Objective: To identify the molecular genetic basis of a syndrome characterized by rapidly progressing cerebral atrophy, intractable seizures, and intellectual disability.
Methods: We performed exome sequencing in the proband and whole-genome single nucleotide polymorphism genotyping (copy number variant analysis) in the proband-parent trio.
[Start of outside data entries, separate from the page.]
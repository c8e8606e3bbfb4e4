use std::collections::BTreeMap;

use serde::Serialize;

use crate::domain::{
    entities::{common::Permissions, common::RelativePath, module::ModuleId},
    error::DomainError,
};

/// What put a file into the tree.
#[derive(Debug, Clone, Copy, PartialEq, Eq, Serialize)]
#[serde(rename_all = "kebab-case", tag = "kind", content = "module")]
pub enum FileOrigin {
    /// Rendered from a registry module.
    Module(ModuleId),
    /// Empty `__init__.py` synthesized for a package directory.
    PackageMarker,
    /// Read back from disk for verification.
    Loaded,
}

impl FileOrigin {
    pub fn describe(&self) -> String {
        match self {
            Self::Module(id) => id.to_string(),
            Self::PackageMarker => "package marker".into(),
            Self::Loaded => "file on disk".into(),
        }
    }
}

#[derive(Debug, Clone, PartialEq, Eq, Serialize)]
pub struct GeneratedFile {
    pub content: String,
    pub permissions: Permissions,
    pub origin: FileOrigin,
}

impl GeneratedFile {
    pub fn size(&self) -> usize {
        self.content.len()
    }
}

/// Ordered mapping path → rendered content.
///
/// Append-only while the engine builds it; callers outside the crate only
/// read it. Two trees built from the same configuration compare equal.
#[derive(Debug, Clone, Default, PartialEq, Eq, Serialize)]
pub struct GeneratedTree {
    files: BTreeMap<RelativePath, GeneratedFile>,
}

impl GeneratedTree {
    pub fn new() -> Self {
        Self::default()
    }

    /// Build a tree from files that already exist, e.g. a project on disk.
    pub fn from_files(
        files: impl IntoIterator<Item = (RelativePath, String)>,
    ) -> Result<Self, DomainError> {
        let mut tree = Self::new();
        for (path, content) in files {
            tree.insert(
                path,
                GeneratedFile {
                    content,
                    permissions: Permissions::default(),
                    origin: FileOrigin::Loaded,
                },
            )?;
        }
        Ok(tree)
    }

    /// Add a file, rejecting a second file on an occupied path.
    pub(crate) fn insert(
        &mut self,
        path: RelativePath,
        file: GeneratedFile,
    ) -> Result<(), DomainError> {
        if let Some(existing) = self.files.get(&path) {
            return Err(DomainError::PathCollision {
                path: path.to_string(),
                first: existing.origin.describe(),
                second: file.origin.describe(),
            });
        }
        self.files.insert(path, file);
        Ok(())
    }

    pub fn get(&self, path: &str) -> Option<&GeneratedFile> {
        RelativePath::try_new(path)
            .ok()
            .and_then(|p| self.files.get(&p))
    }

    pub fn contains(&self, path: &str) -> bool {
        self.get(path).is_some()
    }

    pub fn files(&self) -> impl Iterator<Item = (&RelativePath, &GeneratedFile)> {
        self.files.iter()
    }

    pub fn paths(&self) -> impl Iterator<Item = &RelativePath> {
        self.files.keys()
    }

    /// Registry modules present in the tree.
    pub fn modules(&self) -> impl Iterator<Item = ModuleId> + '_ {
        self.files.values().filter_map(|f| match f.origin {
            FileOrigin::Module(id) => Some(id),
            _ => None,
        })
    }

    /// Path a registry module was written to.
    pub fn path_of(&self, module: ModuleId) -> Option<&RelativePath> {
        self.files
            .iter()
            .find(|(_, f)| f.origin == FileOrigin::Module(module))
            .map(|(p, _)| p)
    }

    pub fn len(&self) -> usize {
        self.files.len()
    }

    pub fn is_empty(&self) -> bool {
        self.files.is_empty()
    }

    pub fn total_bytes(&self) -> usize {
        self.files.values().map(GeneratedFile::size).sum()
    }
}

#[cfg(test)]
mod tests {
    use super::*;

    fn module_file(id: &'static str) -> GeneratedFile {
        GeneratedFile {
            content: "x = 1\n".into(),
            permissions: Permissions::default(),
            origin: FileOrigin::Module(ModuleId::new(id)),
        }
    }

    #[test]
    fn collision_names_both_owners() {
        let mut tree = GeneratedTree::new();
        tree.insert("app/main.py".into(), module_file("app.main"))
            .unwrap();
        let err = tree
            .insert("app/main.py".into(), module_file("app.other"))
            .unwrap_err();
        match err {
            DomainError::PathCollision { first, second, .. } => {
                assert_eq!(first, "app.main");
                assert_eq!(second, "app.other");
            }
            other => panic!("unexpected {other:?}"),
        }
    }

    #[test]
    fn lookup_normalizes_path() {
        let tree = GeneratedTree::from_files([("app/main.py".into(), String::new())]).unwrap();
        assert!(tree.contains("./app/main.py"));
        assert!(!tree.contains("app/config.py"));
        assert_eq!(tree.len(), 1);
    }

    #[test]
    fn iteration_is_sorted() {
        let tree = GeneratedTree::from_files([
            ("tests/__init__.py".into(), String::new()),
            ("app/main.py".into(), String::new()),
            ("README.md".into(), String::new()),
        ])
        .unwrap();
        let paths: Vec<_> = tree.paths().map(|p| p.as_str()).collect();
        assert_eq!(paths, vec!["README.md", "app/main.py", "tests/__init__.py"]);
    }
}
We used heterologous expression systems to study the functional consequences of identified mutations.
Results: The search for potentially deleterious recessive or de novo variants yielded compound heterozygous missense (c.1202G>A, p.Cys401Tyr) and frameshift deletion (c.2396delG, p.Ser799IlefsTer96) mutations in ADAM22, which encodes a postsynaptic receptor for LGI1. The deleterious effect of the mutations was observed in cell surface binding and immunoprecipitation assays, which revealed that both mutant proteins failed to bind to LGI1. Furthermore, immunoprecipitation assays showed that the frameshift mutant ADAM22 also did not bind to the postsynaptic scaffolding protein PSD-95.
Conclusions: The mutations identified abolish the LGI1-ADAM22 ligand-receptor complex and are thus a likely primary cause of the proband's epilepsy syndrome, which is characterized by unusually rapidly progressing cortical atrophy starting at 3-4 months of age. These findings are in line with the implicated role of the LGI1-ADAM22 complex as a key player in nervous system development, specifically in functional maturation of postnatal synapses. Because the frameshift mutation affects an alternatively spliced exon with highest expression in postnatal brain, the combined effect of the mutations is likely to be hypomorphic rather than complete loss of function. This is compatible with the longer survival of the patient compared to Lgi1 (-/-) and Adam22 (-/-) mice, which develop lethal seizures during the first postnatal weeks.